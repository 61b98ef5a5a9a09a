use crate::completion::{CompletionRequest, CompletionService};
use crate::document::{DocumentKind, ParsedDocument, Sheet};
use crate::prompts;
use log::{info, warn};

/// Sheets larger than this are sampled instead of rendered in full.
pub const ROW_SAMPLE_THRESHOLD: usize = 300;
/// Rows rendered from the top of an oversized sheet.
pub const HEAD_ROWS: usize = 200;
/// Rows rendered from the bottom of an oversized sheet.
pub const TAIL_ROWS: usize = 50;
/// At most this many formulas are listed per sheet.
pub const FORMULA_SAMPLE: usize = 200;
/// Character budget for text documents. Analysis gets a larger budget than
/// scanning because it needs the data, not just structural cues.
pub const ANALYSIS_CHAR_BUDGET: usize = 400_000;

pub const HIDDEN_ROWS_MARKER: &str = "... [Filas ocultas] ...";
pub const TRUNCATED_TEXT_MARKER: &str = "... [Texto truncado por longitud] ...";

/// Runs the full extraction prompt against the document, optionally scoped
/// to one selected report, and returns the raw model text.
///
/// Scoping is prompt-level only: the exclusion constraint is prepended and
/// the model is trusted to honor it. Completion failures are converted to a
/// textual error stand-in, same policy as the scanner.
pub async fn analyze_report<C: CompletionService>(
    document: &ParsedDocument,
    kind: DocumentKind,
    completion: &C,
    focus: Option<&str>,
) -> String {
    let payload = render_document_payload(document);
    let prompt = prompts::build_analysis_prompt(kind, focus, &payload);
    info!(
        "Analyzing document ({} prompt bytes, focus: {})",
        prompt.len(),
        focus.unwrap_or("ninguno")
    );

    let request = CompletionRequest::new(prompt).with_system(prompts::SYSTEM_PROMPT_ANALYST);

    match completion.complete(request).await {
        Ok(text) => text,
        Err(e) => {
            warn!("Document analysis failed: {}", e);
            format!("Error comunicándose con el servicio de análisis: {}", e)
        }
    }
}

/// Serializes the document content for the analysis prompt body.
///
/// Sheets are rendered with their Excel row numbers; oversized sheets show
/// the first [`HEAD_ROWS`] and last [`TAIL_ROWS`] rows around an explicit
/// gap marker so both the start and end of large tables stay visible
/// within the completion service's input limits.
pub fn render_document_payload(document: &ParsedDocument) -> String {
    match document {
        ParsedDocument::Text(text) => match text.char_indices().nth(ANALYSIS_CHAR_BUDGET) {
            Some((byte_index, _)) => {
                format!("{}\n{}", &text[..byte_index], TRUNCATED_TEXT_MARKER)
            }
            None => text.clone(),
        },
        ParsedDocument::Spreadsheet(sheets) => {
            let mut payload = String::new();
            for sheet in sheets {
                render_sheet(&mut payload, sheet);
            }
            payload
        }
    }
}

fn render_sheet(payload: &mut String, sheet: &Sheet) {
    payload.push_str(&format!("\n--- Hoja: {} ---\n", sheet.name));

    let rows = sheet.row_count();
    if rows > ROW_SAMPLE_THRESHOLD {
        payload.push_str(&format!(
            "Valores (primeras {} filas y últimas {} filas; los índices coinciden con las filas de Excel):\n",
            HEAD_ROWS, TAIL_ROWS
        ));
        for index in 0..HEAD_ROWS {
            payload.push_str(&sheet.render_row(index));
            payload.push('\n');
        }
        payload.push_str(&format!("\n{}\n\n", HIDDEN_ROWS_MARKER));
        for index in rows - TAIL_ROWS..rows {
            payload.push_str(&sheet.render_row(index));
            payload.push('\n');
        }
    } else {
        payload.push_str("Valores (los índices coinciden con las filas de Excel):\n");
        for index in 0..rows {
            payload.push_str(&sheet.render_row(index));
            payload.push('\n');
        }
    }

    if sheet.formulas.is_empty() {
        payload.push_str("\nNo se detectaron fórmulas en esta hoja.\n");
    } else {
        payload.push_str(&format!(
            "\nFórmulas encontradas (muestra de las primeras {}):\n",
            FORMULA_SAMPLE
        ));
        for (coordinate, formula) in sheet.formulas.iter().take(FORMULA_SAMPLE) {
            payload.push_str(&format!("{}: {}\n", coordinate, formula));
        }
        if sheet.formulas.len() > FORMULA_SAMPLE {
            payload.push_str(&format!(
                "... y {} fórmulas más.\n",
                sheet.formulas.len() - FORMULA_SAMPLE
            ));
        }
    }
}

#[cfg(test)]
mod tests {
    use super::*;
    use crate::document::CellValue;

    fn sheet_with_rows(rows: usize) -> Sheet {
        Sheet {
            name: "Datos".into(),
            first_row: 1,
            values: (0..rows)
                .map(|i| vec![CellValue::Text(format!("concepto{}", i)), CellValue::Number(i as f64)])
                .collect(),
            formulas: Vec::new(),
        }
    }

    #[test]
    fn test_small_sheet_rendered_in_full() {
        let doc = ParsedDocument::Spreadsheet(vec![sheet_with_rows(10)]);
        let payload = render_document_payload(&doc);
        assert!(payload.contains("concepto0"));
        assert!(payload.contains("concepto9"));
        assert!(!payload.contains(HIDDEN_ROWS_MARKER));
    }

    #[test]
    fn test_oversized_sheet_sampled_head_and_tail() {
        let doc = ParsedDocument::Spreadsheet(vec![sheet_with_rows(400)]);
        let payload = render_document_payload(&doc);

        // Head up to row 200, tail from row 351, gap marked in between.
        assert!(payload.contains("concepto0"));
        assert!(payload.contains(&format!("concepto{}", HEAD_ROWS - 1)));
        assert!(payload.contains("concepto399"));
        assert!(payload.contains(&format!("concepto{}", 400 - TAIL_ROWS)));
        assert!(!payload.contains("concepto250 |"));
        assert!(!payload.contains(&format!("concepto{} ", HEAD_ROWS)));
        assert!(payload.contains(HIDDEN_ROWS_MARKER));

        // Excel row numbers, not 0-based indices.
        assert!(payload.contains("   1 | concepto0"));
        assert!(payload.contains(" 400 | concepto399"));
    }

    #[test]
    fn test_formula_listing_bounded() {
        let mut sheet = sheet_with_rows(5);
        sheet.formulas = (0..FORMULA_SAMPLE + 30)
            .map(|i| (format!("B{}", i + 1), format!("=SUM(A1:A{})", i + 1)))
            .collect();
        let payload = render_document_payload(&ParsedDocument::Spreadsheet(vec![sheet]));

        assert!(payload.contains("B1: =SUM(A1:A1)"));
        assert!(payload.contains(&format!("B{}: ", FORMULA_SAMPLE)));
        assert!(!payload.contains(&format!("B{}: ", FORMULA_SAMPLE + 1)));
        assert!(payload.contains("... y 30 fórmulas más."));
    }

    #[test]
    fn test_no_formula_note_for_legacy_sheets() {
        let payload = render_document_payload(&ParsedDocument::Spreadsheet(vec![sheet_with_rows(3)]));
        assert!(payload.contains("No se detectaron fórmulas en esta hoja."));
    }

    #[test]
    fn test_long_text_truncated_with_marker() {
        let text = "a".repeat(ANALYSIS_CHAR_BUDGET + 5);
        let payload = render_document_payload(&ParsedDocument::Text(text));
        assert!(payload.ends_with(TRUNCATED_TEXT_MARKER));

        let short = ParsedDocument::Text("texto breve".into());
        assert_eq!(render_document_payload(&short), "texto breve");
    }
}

==

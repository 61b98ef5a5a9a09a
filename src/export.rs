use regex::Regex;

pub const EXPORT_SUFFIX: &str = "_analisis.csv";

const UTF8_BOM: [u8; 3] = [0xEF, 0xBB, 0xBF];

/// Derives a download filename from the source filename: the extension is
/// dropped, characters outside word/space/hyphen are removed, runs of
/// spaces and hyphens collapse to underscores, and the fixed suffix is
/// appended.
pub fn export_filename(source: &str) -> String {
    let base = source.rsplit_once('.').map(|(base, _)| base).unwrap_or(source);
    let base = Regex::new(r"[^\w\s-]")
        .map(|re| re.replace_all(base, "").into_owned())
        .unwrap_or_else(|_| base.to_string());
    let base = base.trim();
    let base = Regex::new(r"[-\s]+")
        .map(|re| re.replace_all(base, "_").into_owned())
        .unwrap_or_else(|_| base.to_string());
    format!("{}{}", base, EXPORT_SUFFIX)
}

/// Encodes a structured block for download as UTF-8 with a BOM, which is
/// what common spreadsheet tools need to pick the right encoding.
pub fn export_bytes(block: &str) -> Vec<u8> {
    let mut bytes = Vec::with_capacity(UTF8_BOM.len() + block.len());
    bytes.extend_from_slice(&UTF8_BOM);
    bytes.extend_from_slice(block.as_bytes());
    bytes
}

■ What the task asks: Using the data above, reproduce exactly the lines between those holding "rendered in full." and "let payload = render_document_payload(document);", inclusive, and no others.

■ Worked solution:
/// Sheets larger than this are sampled instead of rendered in full.
pub const ROW_SAMPLE_THRESHOLD: usize = 300;
/// Rows rendered from the top of an oversized sheet.
pub const HEAD_ROWS: usize = 200;
/// Rows rendered from the bottom of an oversized sheet.
pub const TAIL_ROWS: usize = 50;
/// At most this many formulas are listed per sheet.
pub const FORMULA_SAMPLE: usize = 200;
/// Character budget for text documents. Analysis gets a larger budget than
/// scanning because it needs the data, not just structural cues.
pub const ANALYSIS_CHAR_BUDGET: usize = 400_000;

pub const HIDDEN_ROWS_MARKER: &str = "... [Filas ocultas] ...";
pub const TRUNCATED_TEXT_MARKER: &str = "... [Texto truncado por longitud] ...";

/// Runs the full extraction prompt against the document, optionally scoped
/// to one selected report, and returns the raw model text.
///
/// Scoping is prompt-level only: the exclusion constraint is prepended and
/// the model is trusted to honor it. Completion failures are converted to a
/// textual error stand-in, same policy as the scanner.
pub async fn analyze_report<C: CompletionService>(
    document: &ParsedDocument,
    kind: DocumentKind,
    completion: &C,
    focus: Option<&str>,
) -> String {
    let payload = render_document_payload(document);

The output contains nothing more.